Lo ha riconosciuto lo stesso Matteo Renzi giovedì 6 novembre. Il patto tra lui e Silvio Berlusconi “scricchiola”. Anche se ufficialmente sono avversari politici, i due sono legati da un patto per portare a termine le riforme istituzionali (legge elettorale e fine del bicameralismo perfetto). Tuttavia nel corso di un pranzo il 5 novembre i due leader non sono riusciti a trovare un accordo sulle regole del gioco in caso di nuove elezioni. Votata in prima lettura alla camera dei deputati in marzo, la nuova legge elettorale chiamata Italicum prevede uno scrutinio a due turni con un premio di maggioranza per la coalizione arrivata prima.
Ma da allora le cose sono cambiate. Il Partito democratico (Pd), grande vincitore delle europee in maggio (con il 41 per cento), è in testa ai sondaggi, mentre Forza Italia è in calo. Ora il presidente del consiglio propone che il premio di maggioranza ricompensi il partito che ottiene più del 40 per cento dei voti, un risultato che il Pd può teoricamente ottenere, e una soglia di sbarramento del 5 per cento. Il vantaggio per Renzi è evidente: questa modifica gli permetterebbe di bloccare in modo definitivo i “ribelli” a sinistra, che potrebbero avere la tentazione di creare un loro partito.

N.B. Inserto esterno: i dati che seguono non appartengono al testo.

//! Assembling the conversation for a single relayed request.
//!
//! A conversation lives exactly as long as one request: the system
//! instruction, whatever prior turns the caller supplies, and the new user
//! message. Nothing is kept between requests.

use std::path::Path;

use crate::{Message, MessageRole};

/// Build `[system?, history..., user]`.
///
/// System turns inside `history` are dropped so the result carries at most
/// one system message, at index 0. A blank `system_prompt` is treated as
/// absent.
pub fn assemble(system_prompt: Option<&str>, history: Vec<Message>, user: &str) -> Vec<Message> {
    let mut messages = Vec::with_capacity(history.len() + 2);

    if let Some(system) = system_prompt.filter(|s| !s.trim().is_empty()) {
        messages.push(Message::system(system));
    }

    messages.extend(
        history
            .into_iter()
            .filter(|m| m.role != MessageRole::System),
    );
    messages.push(Message::user(user));
    messages
}

/// Load prior turns from a JSON file holding `[{"role": ..., "content": ...}, ...]`.
pub fn read_history_file(path: impl AsRef<Path>) -> Result<Vec<Message>, String> {
    let path = path.as_ref();
    let content = std::fs::read_to_string(path)
        .map_err(|e| format!("failed to read history file '{}': {e}", path.display()))?;
    serde_json::from_str(&content)
        .map_err(|e| format!("failed to parse history file '{}': {e}", path.display()))
}
//! Context window management: token estimation, budgets, and trimming.
//!
//! The context window is the scarcest resource of any relayed request. This
//! module keeps conversations inside it in three steps:
//!
//! 1. **[`tokens`]** — [`estimate_tokens`] approximates token counts from
//!    character counts, weighting CJK ideographs heavier than other text.
//!
//! 2. **[`budget`]** — [`ContextBudget`] looks up the model's context window
//!    in a static table and checks the estimate against 80% of it, leaving
//!    the rest for the response.
//!
//! 3. **[`trim`]** — [`optimize`] drops the oldest turns between the system
//!    instruction and the newest message until the conversation fits.
//!
//! Everything here is pure and never fails.

pub mod budget;
pub mod tokens;
pub mod trim;

// Re-export commonly used items at the module level.
pub use budget::{
    ContextBudget, ContextUsage, DEFAULT_CONTEXT_WINDOW, ModelInfo, context_window_for,
    fits_within_limit, known_models,
};
pub use tokens::{estimate_message_tokens, estimate_tokens};
pub use trim::{TrimOutcome, optimize, optimize_with_report};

Dopo essere stato in un primo tempo attratto da questa soluzione, ora l’ex Cavaliere sembra molto più reticente e sospetta che Renzi voglia provocare delle elezioni anticipate non appena sarà approvata la nuova legge. Con il 15 per cento nei sondaggi, Forza Italia non è neanche sicura di arrivare all’eventuale secondo turno. Al contrario, con un premio di maggioranza accordato alla coalizione Berlusconi può sempre sperare nella possibilità ormai remota di tirare dalla sua parte la Lega Nord, la destra nazionalista e quello che rimane dei centristi. Una soluzione che ha funzionato molto bene in passato.

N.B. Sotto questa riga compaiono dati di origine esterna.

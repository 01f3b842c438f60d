//! The relay itself: one incoming chat → one trimmed provider call.
//!
//! [`ChatService`] is shared by the REST and GraphQL surfaces. It assembles
//! the conversation, trims it to the model's budget, forwards it, and
//! normalizes the provider's answer into a [`ChatReply`].

use std::time::Instant;

use async_graphql::{Enum, InputObject, SimpleObject};
use chatrelay::api::{RetryConfig, generate_request_id};
use chatrelay::context::optimize_with_report;
use chatrelay::conversation::assemble;
use chatrelay::{ApiError, ChatClient, ChatRequest, Message, MessageRole, UsageInfo};
use serde::{Deserialize, Serialize};
use tracing::{debug, info, warn};

/// Role of a caller-supplied history turn.
///
/// Mirrors [`MessageRole`] so it can derive the GraphQL enum. `System` is
/// accepted but dropped during assembly.
#[derive(Enum, Deserialize, Serialize, Clone, Copy, Debug, PartialEq, Eq)]
#[serde(rename_all = "lowercase")]
pub enum Role {
    System,
    User,
    Assistant,
}

impl From<Role> for MessageRole {
    fn from(role: Role) -> Self {
        match role {
            Role::System => MessageRole::System,
            Role::User => MessageRole::User,
            Role::Assistant => MessageRole::Assistant,
        }
    }
}

/// A prior turn supplied by the caller.
#[derive(InputObject, Deserialize, Clone, Debug)]
pub struct HistoryMessage {
    pub role: Role,
    pub content: String,
}

impl From<HistoryMessage> for Message {
    fn from(m: HistoryMessage) -> Self {
        Message::new(m.role.into(), m.content)
    }
}

/// An incoming chat request. Shared by `POST /api/chat` and the GraphQL
/// `chat` mutation.
#[derive(InputObject, Deserialize, Clone, Debug, Default)]
pub struct ChatInput {
    /// The new user message.
    pub message: String,
    /// Prior turns, oldest first.
    #[serde(default)]
    #[graphql(default)]
    pub history: Vec<HistoryMessage>,
    /// Model override; falls back to the configured default.
    pub model: Option<String>,
    /// System instruction override.
    pub system_prompt: Option<String>,
    pub max_tokens: Option<u32>,
    pub temperature: Option<f32>,
}

/// Token usage reported by the provider.
#[derive(SimpleObject, Serialize, Clone, Debug, Default, PartialEq, Eq)]
#[graphql(name = "Usage")]
pub struct UsageReply {
    pub prompt_tokens: Option<u32>,
    pub completion_tokens: Option<u32>,
    pub total_tokens: Option<u32>,
}

impl From<UsageInfo> for UsageReply {
    fn from(u: UsageInfo) -> Self {
        Self {
            prompt_tokens: u.prompt_tokens,
            completion_tokens: u.completion_tokens,
            total_tokens: u.total_tokens,
        }
    }
}

/// Normalized reply returned to the caller.
#[derive(SimpleObject, Serialize, Clone, Debug)]
pub struct ChatReply {
    /// Assistant text. Empty when the provider sent no content.
    pub content: String,
    /// Model that served the request.
    pub model: String,
    pub finish_reason: Option<String>,
    pub usage: UsageReply,
    /// How many history turns were dropped to fit the context window.
    pub trimmed_messages: u32,
    pub request_id: String,
}

/// Liveness report for `GET /health` and the GraphQL `health` query.
#[derive(SimpleObject, Serialize, Clone, Debug)]
pub struct Health {
    pub status: String,
    pub version: String,
    pub default_model: String,
    pub uptime_secs: u64,
}

/// Values applied when the caller leaves a field unset.
#[derive(Debug, Clone)]
pub struct ChatDefaults {
    pub model: String,
    pub system_prompt: String,
    pub max_tokens: Option<u32>,
    pub temperature: Option<f32>,
}

impl ChatDefaults {
    /// Reject defaults the provider would refuse on every request.
    pub fn validate(&self) -> Result<(), String> {
        if self.model.trim().is_empty() {
            return Err("default model must not be empty".into());
        }
        check_sampling(self.temperature, self.max_tokens)
    }
}

impl Default for ChatDefaults {
    fn default() -> Self {
        Self {
            model: chatrelay::DEFAULT_MODEL.to_string(),
            system_prompt: chatrelay::DEFAULT_SYSTEM_PROMPT.to_string(),
            max_tokens: None,
            temperature: None,
        }
    }
}

/// Shared, immutable relay state.
pub struct ChatService {
    client: ChatClient,
    defaults: ChatDefaults,
    retry: RetryConfig,
    started: Instant,
}

impl ChatService {
    pub fn new(client: ChatClient, defaults: ChatDefaults, retry: RetryConfig) -> Self {
        Self {
            client,
            defaults,
            retry,
            started: Instant::now(),
        }
    }

    pub fn default_model(&self) -> &str {
        &self.defaults.model
    }

    pub fn health(&self) -> Health {
        Health {
            status: "ok".to_string(),
            version: env!("CARGO_PKG_VERSION").to_string(),
            default_model: self.defaults.model.clone(),
            uptime_secs: self.started.elapsed().as_secs(),
        }
    }

    /// Relay one chat turn.
    pub async fn chat(&self, input: ChatInput) -> Result<ChatReply, ApiError> {
        validate(&input)?;

        let request_id = generate_request_id();
        let model = input
            .model
            .filter(|m| !m.trim().is_empty())
            .unwrap_or_else(|| self.defaults.model.clone());
        let system_prompt = input
            .system_prompt
            .unwrap_or_else(|| self.defaults.system_prompt.clone());

        let history = input.history.into_iter().map(Message::from).collect();
        let conversation = assemble(Some(system_prompt.as_str()), history, &input.message);
        let outcome = optimize_with_report(&conversation, &model);

        if outcome.removed > 0 {
            info!(
                "[{request_id}] trimmed {} of {} messages for {model} (~{} tokens)",
                outcome.removed,
                conversation.len(),
                outcome.estimated_tokens,
            );
        }
        if !outcome.fits {
            warn!(
                "[{request_id}] conversation still over budget for {model} after trimming (~{} tokens)",
                outcome.estimated_tokens,
            );
        }

        let body = ChatRequest {
            model: model.clone(),
            messages: outcome.messages,
            max_tokens: input.max_tokens.or(self.defaults.max_tokens),
            temperature: input.temperature.or(self.defaults.temperature),
        };

        let completion = self
            .client
            .chat_with_retry(&body, &self.retry)
            .await
            .inspect_err(|e| warn!("[{request_id}] provider call failed: {e}"))?;

        debug!(
            "[{request_id}] completed, finish_reason={:?}",
            completion.finish_reason
        );

        Ok(ChatReply {
            content: completion.content.unwrap_or_default(),
            model: completion.model.unwrap_or(model),
            finish_reason: completion.finish_reason,
            usage: completion.usage.map(UsageReply::from).unwrap_or_default(),
            trimmed_messages: u32::try_from(outcome.removed).unwrap_or(u32::MAX),
            request_id,
        })
    }
}

fn validate(input: &ChatInput) -> Result<(), ApiError> {
    if input.message.trim().is_empty() {
        return Err(ApiError::InvalidInput("message must not be empty".into()));
    }
    check_sampling(input.temperature, input.max_tokens).map_err(ApiError::InvalidInput)
}

/// Range checks shared by per-request overrides and server defaults.
fn check_sampling(temperature: Option<f32>, max_tokens: Option<u32>) -> Result<(), String> {
    if let Some(t) = temperature
        && !(0.0..=2.0).contains(&t)
    {
        return Err(format!("temperature must be between 0 and 2, got {t}"));
    }
    if max_tokens == Some(0) {
        return Err("max_tokens must be positive".into());
    }
    Ok(())
}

Ma Renzi ha fretta. Anche se gli italiani hanno ancora pazienza e fiducia nei confronti del presidente del consiglio, vuole realizzare almeno una riforma (ne aveva promessa una al mese) prima della fine dell’anno. Così si è rivolto al Movimento 5 stelle, che secondo i sondaggi è ancora al 20 per cento. Il 9 novembre le due formazioni si sono alleate per far eleggere due membri, indicati dal parlamento, alla corte costituzionale e al Consiglio superiore della magistratura. È la prima volta che i parlamentari del partito di Beppe Grillo si prestano a un accordo del genere con il Pd.
È un primo passo verso un’altra possibile intesa sulla legge elettorale? È ancora troppo presto per dirlo. Ma per il capo del governo le due alternative sono ben poco attraenti: tra un avversario (Berlusconi) che non ha mai rispettato un patto, e un altro (Grillo) del tutto imprevedibile, Renzi si trova a dover scegliere, stretto tra l’incudine e il martello.